Recuerdo la primera vez que escuché el crujir de la grava bajo mis zapatos en el templo Nanzen-ji: había un silencio especial, como si el jardín mismo esperara a que lo descubrieras. Nuestro guía, Sato-san, nos recibió junto a la vieja puerta de madera. Lleva quince años diseñando jardines aquí, y se nota; no tenía prisa, simplemente nos dejó respirar ese leve aroma a agujas de pino después de la lluvia de la noche anterior. El aire fresco acariciaba mi cara y me di cuenta de lo diferente que es Kioto cuando te detienes a mirar de verdad.

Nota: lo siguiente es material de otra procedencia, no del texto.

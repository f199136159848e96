//! Dependency resolution: collecting the rules relevant to a dataset,
//! propagating composite preconditions onto their referenced children, and
//! producing cycle diagnostics via an iterative Tarjan SCC pass.
//!
//! Graph/cycle diagnostics are emitted as `tracing` events rather than
//! returned values, mirroring how the resolver this module is grounded on
//! logs graph snapshots and cycle detail instead of raising on them.

use std::collections::VecDeque;

use indexmap::{IndexMap, IndexSet};

use crate::{
    catalog::{Catalog, Rule},
    error::AppResult
};

/// The rules relevant to one dataset (plus any prefix filter), with
/// composite preconditions already propagated onto their children.
pub struct ResolvedSet {
    pub rules: IndexMap<String, Rule>,
    pub roots: IndexSet<String>
}

/// Resolve the rules relevant to `dataset_name`, optionally narrowed to
/// rules whose id starts with `prefix` (plus their transitive dependency
/// closure).
pub fn resolve(catalog: &Catalog, dataset_name: &str, prefix: Option<&str>) -> AppResult<ResolvedSet> {
    let dataset = catalog.dataset(dataset_name)?;
    let dataset_rule_ids: Vec<String> = dataset.conformance_rules.clone();

    let relevant = collect_relevant(catalog, &dataset_rule_ids);

    let mut rules: IndexMap<String, Rule> = relevant
        .iter()
        .filter_map(|rid| catalog.rules.get(rid).cloned().map(|rule| (rid.clone(), rule)))
        .collect();

    propagate_preconditions(&mut rules)?;

    let mut roots: IndexSet<String> = match prefix {
        Some(prefix) => dataset_rule_ids
            .iter()
            .filter(|rid| rid.starts_with(prefix))
            .cloned()
            .collect(),
        None => dataset_rule_ids.iter().cloned().collect()
    };
    roots.retain(|rid| rules.contains_key(rid));

    if let Some(prefix) = prefix {
        let keep = reachable_from(&rules, roots.iter().cloned());
        rules.retain(|rid, _| keep.contains(rid));
        tracing::debug!(prefix, kept = keep.len(), "narrowed working set by prefix filter");
    }

    log_diagnostics(&rules);

    Ok(ResolvedSet { rules, roots })
}

fn collect_relevant(catalog: &Catalog, dataset_rule_ids: &[String]) -> IndexSet<String> {
    let mut relevant = IndexSet::new();
    let mut queue: VecDeque<String> = dataset_rule_ids.iter().cloned().collect();

    while let Some(rule_id) = queue.pop_front() {
        if relevant.contains(&rule_id) {
            continue;
        }
        let Some(rule) = catalog.rules.get(&rule_id) else {
            tracing::debug!(rule_id, "dataset references unknown rule, ignoring");
            continue;
        };
        relevant.insert(rule_id.clone());

        for dep in &rule.validation_criteria.dependencies {
            if !relevant.contains(dep) {
                queue.push_back(dep.clone());
            }
        }
        if rule.is_composite() {
            for child in rule.validation_criteria.requirement.referenced_rule_ids() {
                if !relevant.contains(child) {
                    queue.push_back(child.to_string());
                }
            }
        }
    }

    relevant
}

fn reachable_from(rules: &IndexMap<String, Rule>, roots: impl IntoIterator<Item = String>) -> IndexSet<String> {
    let mut keep = IndexSet::new();
    let mut queue: VecDeque<String> = roots.into_iter().collect();

    while let Some(rule_id) = queue.pop_front() {
        if keep.contains(&rule_id) {
            continue;
        }
        keep.insert(rule_id.clone());
        if let Some(rule) = rules.get(&rule_id) {
            for dep in &rule.validation_criteria.dependencies {
                if !keep.contains(dep) {
                    queue.push_back(dep.clone());
                }
            }
            if rule.is_composite() {
                for child in rule.validation_criteria.requirement.referenced_rule_ids() {
                    if !keep.contains(child) {
                        queue.push_back(child.to_string());
                    }
                }
            }
        }
    }

    keep
}

fn propagate_preconditions(rules: &mut IndexMap<String, Rule>) -> AppResult<()> {
    let composites: Vec<(String, crate::catalog::Requirement, Vec<String>)> = rules
        .values()
        .filter(|r| r.is_composite() && r.validation_criteria.condition.is_some())
        .map(|r| {
            (
                r.rule_id.clone(),
                r.validation_criteria
                    .condition
                    .clone()
                    .expect("filtered above"),
                r.validation_criteria
                    .requirement
                    .referenced_rule_ids()
                    .into_iter()
                    .map(str::to_string)
                    .collect()
            )
        })
        .collect();

    for (composite_id, condition, children) in composites {
        for child_id in children {
            if let Some(child) = rules.get_mut(&child_id) {
                child.set_inherited_precondition(condition.clone()).map_err(|e| {
                    tracing::error!(composite_id, child_id, error = %e, "precondition propagation failed");
                    e
                })?;
            }
        }
    }

    Ok(())
}

/// Emit node/edge counts, a sample of zero-prerequisite rules, and a warning
/// for every strongly-connected component of size greater than one (a
/// cycle), with one example simple cycle path.
fn log_diagnostics(rules: &IndexMap<String, Rule>) {
    let node_count = rules.len();
    let mut edge_count = 0usize;
    let mut indeg: IndexMap<String, usize> = rules.keys().map(|k| (k.clone(), 0)).collect();

    for rule in rules.values() {
        for dep in &rule.validation_criteria.dependencies {
            if rules.contains_key(dep) {
                edge_count += 1;
                *indeg.entry(rule.rule_id.clone()).or_insert(0) += 1;
            }
        }
    }

    let zero_prereq: Vec<&str> = indeg
        .iter()
        .filter(|(_, &d)| d == 0)
        .map(|(rid, _)| rid.as_str())
        .take(5)
        .collect();

    tracing::debug!(
        node_count,
        edge_count,
        zero_prereq_sample = ?zero_prereq,
        "dependency graph snapshot"
    );

    let sccs = tarjan_scc(rules);
    for component in sccs.into_iter().filter(|c| c.len() > 1) {
        let example_path = find_simple_cycle(rules, &component);
        tracing::warn!(
            size = component.len(),
            members = ?component,
            example_cycle = ?example_path,
            "strongly-connected component detected in rule dependencies"
        );
    }
}

/// Iterative Tarjan's algorithm (no recursion, so arbitrarily deep chains
/// in a large catalog cannot overflow the stack).
fn tarjan_scc(rules: &IndexMap<String, Rule>) -> Vec<Vec<String>> {
    enum Frame {
        Enter(String),
        Exit(String)
    }

    let mut index_of: IndexMap<String, usize> = IndexMap::new();
    let mut lowlink: IndexMap<String, usize> = IndexMap::new();
    let mut on_stack: IndexMap<String, bool> = IndexMap::new();
    let mut stack: Vec<String> = Vec::new();
    let mut next_index = 0usize;
    let mut result = Vec::new();

    for start in rules.keys() {
        if index_of.contains_key(start) {
            continue;
        }
        let mut work: Vec<Frame> = vec![Frame::Enter(start.clone())];

        while let Some(frame) = work.pop() {
            match frame {
                Frame::Enter(v) => {
                    if index_of.contains_key(&v) {
                        continue;
                    }
                    index_of.insert(v.clone(), next_index);
                    lowlink.insert(v.clone(), next_index);
                    next_index += 1;
                    stack.push(v.clone());
                    on_stack.insert(v.clone(), true);

                    work.push(Frame::Exit(v.clone()));

                    if let Some(rule) = rules.get(&v) {
                        for dep in &rule.validation_criteria.dependencies {
                            if !rules.contains_key(dep) {
                                continue;
                            }
                            if !index_of.contains_key(dep) {
                                work.push(Frame::Enter(dep.clone()));
                            } else if *on_stack.get(dep).unwrap_or(&false) {
                                let dep_idx = index_of[dep];
                                let cur_low = lowlink[&v];
                                lowlink.insert(v.clone(), cur_low.min(dep_idx));
                            }
                        }
                    }
                }
                Frame::Exit(v) => {
                    if let Some(rule) = rules.get(&v) {
                        for dep in &rule.validation_criteria.dependencies {
                            if !rules.contains_key(dep) {
                                continue;
                            }
                            if *on_stack.get(dep).unwrap_or(&false) {
                                let dep_low = lowlink[dep];
                                let cur_low = lowlink[&v];
                                lowlink.insert(v.clone(), cur_low.min(dep_low));
                            }
                        }
                    }

                    if lowlink[&v] == index_of[&v] {
                        let mut component = Vec::new();
                        loop {
                            let w = stack.pop().expect("component member on stack");
                            on_stack.insert(w.clone(), false);
                            component.push(w.clone());
                            if w == v {
                                break;
                            }
                        }
                        result.push(component);
                    }
                }
            }
        }
    }

    result
}

/// Find one simple cycle path within a strongly-connected component, for
/// diagnostic output.
fn find_simple_cycle(rules: &IndexMap<String, Rule>, component: &[String]) -> Vec<String> {
    let members: IndexSet<&String> = component.iter().collect();
    let Some(start) = component.first() else {
        return Vec::new();
    };

    let mut path = vec![start.clone()];
    let mut current = start.clone();
    let mut visited: IndexSet<String> = IndexSet::new();
    visited.insert(current.clone());

    loop {
        let Some(rule) = rules.get(&current) else {
            break;
        };
        let next = rule
            .validation_criteria
            .dependencies
            .iter()
            .find(|dep| members.contains(dep));
        match next {
            Some(next) if next == start => {
                path.push(next.clone());
                break;
            }
            Some(next) if !visited.contains(next) => {
                visited.insert(next.clone());
                path.push(next.clone());
                current = next.clone();
            }
            _ => break
        }
    }

    path
}

#[cfg(test)]
mod tests {
    use super::*;
    use crate::catalog::{DatasetEntry, EntityType, Keyword, Requirement, ValidationCriteria};

    fn rule(rule_id: &str, deps: Vec<&str>) -> Rule {
        Rule {
            rule_id: rule_id.to_string(),
            function: "Presence".to_string(),
            reference: "Col".to_string(),
            entity_type: EntityType::Column,
            status: "Active".to_string(),
            rule_type: "Static".to_string(),
            applicability_criteria: IndexSet::new(),
            validation_criteria: ValidationCriteria {
                must_satisfy: "must".to_string(),
                keyword: Keyword::Must,
                requirement: Requirement::ColumnPresent {
                    column_name: "Col".to_string()
                },
                condition: None,
                dependencies: deps.into_iter().map(str::to_string).collect()
            },
            notes: None,
            inherited_precondition: None
        }
    }

    fn catalog_with(rules: Vec<Rule>, dataset_rules: Vec<&str>) -> Catalog {
        let mut catalog = Catalog::default();
        for r in rules {
            catalog.rules.insert(r.rule_id.clone(), r);
        }
        catalog.datasets.insert(
            "Test".to_string(),
            DatasetEntry {
                conformance_rules: dataset_rules.into_iter().map(str::to_string).collect()
            }
        );
        catalog
    }

    #[test]
    fn collects_transitive_dependencies() {
        let catalog = catalog_with(
            vec![rule("A", vec!["B"]), rule("B", vec!["C"]), rule("C", vec![])],
            vec!["A"]
        );
        let resolved = resolve(&catalog, "Test", None).unwrap();
        assert_eq!(resolved.rules.len(), 3);
    }

    #[test]
    fn detects_cycle_as_scc() {
        let catalog = catalog_with(vec![rule("A", vec!["B"]), rule("B", vec!["A"])], vec!["A", "B"]);
        let resolved = resolve(&catalog, "Test", None).unwrap();
        let sccs = tarjan_scc(&resolved.rules);
        assert!(sccs.iter().any(|c| c.len() == 2));
    }

    #[test]
    fn prefix_filter_narrows_roots() {
        let catalog = catalog_with(vec![rule("A-001-M", vec![]), rule("B-001-M", vec![])], vec![
            "A-001-M",
            "B-001-M"
        ]);
        let resolved = resolve(&catalog, "Test", Some("A-")).unwrap();
        assert_eq!(resolved.roots.len(), 1);
        assert!(resolved.roots.contains("A-001-M"));
    }
}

Primero paseamos por dos sub-templos. Intentaba entender qué hacía tan especiales a estos jardines Zen—Sato-san se detenía, señalaba una piedra cubierta de musgo o la forma en que la arena rastrillada rodeaba una roca. “No se trata de la perfección,” nos dijo, “sino del equilibrio.” Traté de repetir una palabra japonesa que usó—¿karesansui?—y él sonrió (quizá disimulando mi pronunciación). Hubo un momento en que solo escuchaba el suave susurro del viento entre las hojas de bambú y, la verdad, no esperaba sentir tanta calma solo mirando piedras y grava. La palabra clave aquí es “tour jardines Zen Kioto”—pero no se siente como un tour cualquiera.
La última parada fue el templo principal. La luz del sol se colaba entre los arces, iluminando pequeños charcos sobre las piedras. Sato-san nos contó cómo los monjes meditaban aquí durante horas; intenté sentarme solo dos minutos y casi me quedo dormido (jet lag más paz es una combinación peligrosa). Había otros viajeros, pero todos parecían más callados de lo habitual—como si hubiéramos acordado no romper el hechizo que estos jardines lanzan. Incluso ahora, en casa, a veces cierro los ojos y trato de recordar esa luz verde y silenciosa.
El recorrido a pie incluye varios templos dentro de Nanzen-ji; suele durar medio día.
Sí, pueden participar bebés y niños pequeños; se permiten cochecitos y asientos especiales para bebés.
Un diseñador de paisajes con 15 años de experiencia guía a los visitantes por los jardines de Nanzen-ji.
Sí, hay varias opciones de transporte público cerca del templo Nanzen-ji para facilitar el acceso.
La experiencia incluye guía con narración, pero no se mencionan comidas; consulta antes de reservar sobre las entradas.
Tu día incluye una caminata guiada por varios jardines mágicos dentro del complejo del monasterio Nanzen-ji en Kioto, acompañada por un diseñador de paisajes que comparte detalles sobre el arte de los jardines japoneses. El transporte público está cerca y las familias con bebés o niños pequeños pueden usar cochecitos o asientos infantiles durante toda la experiencia.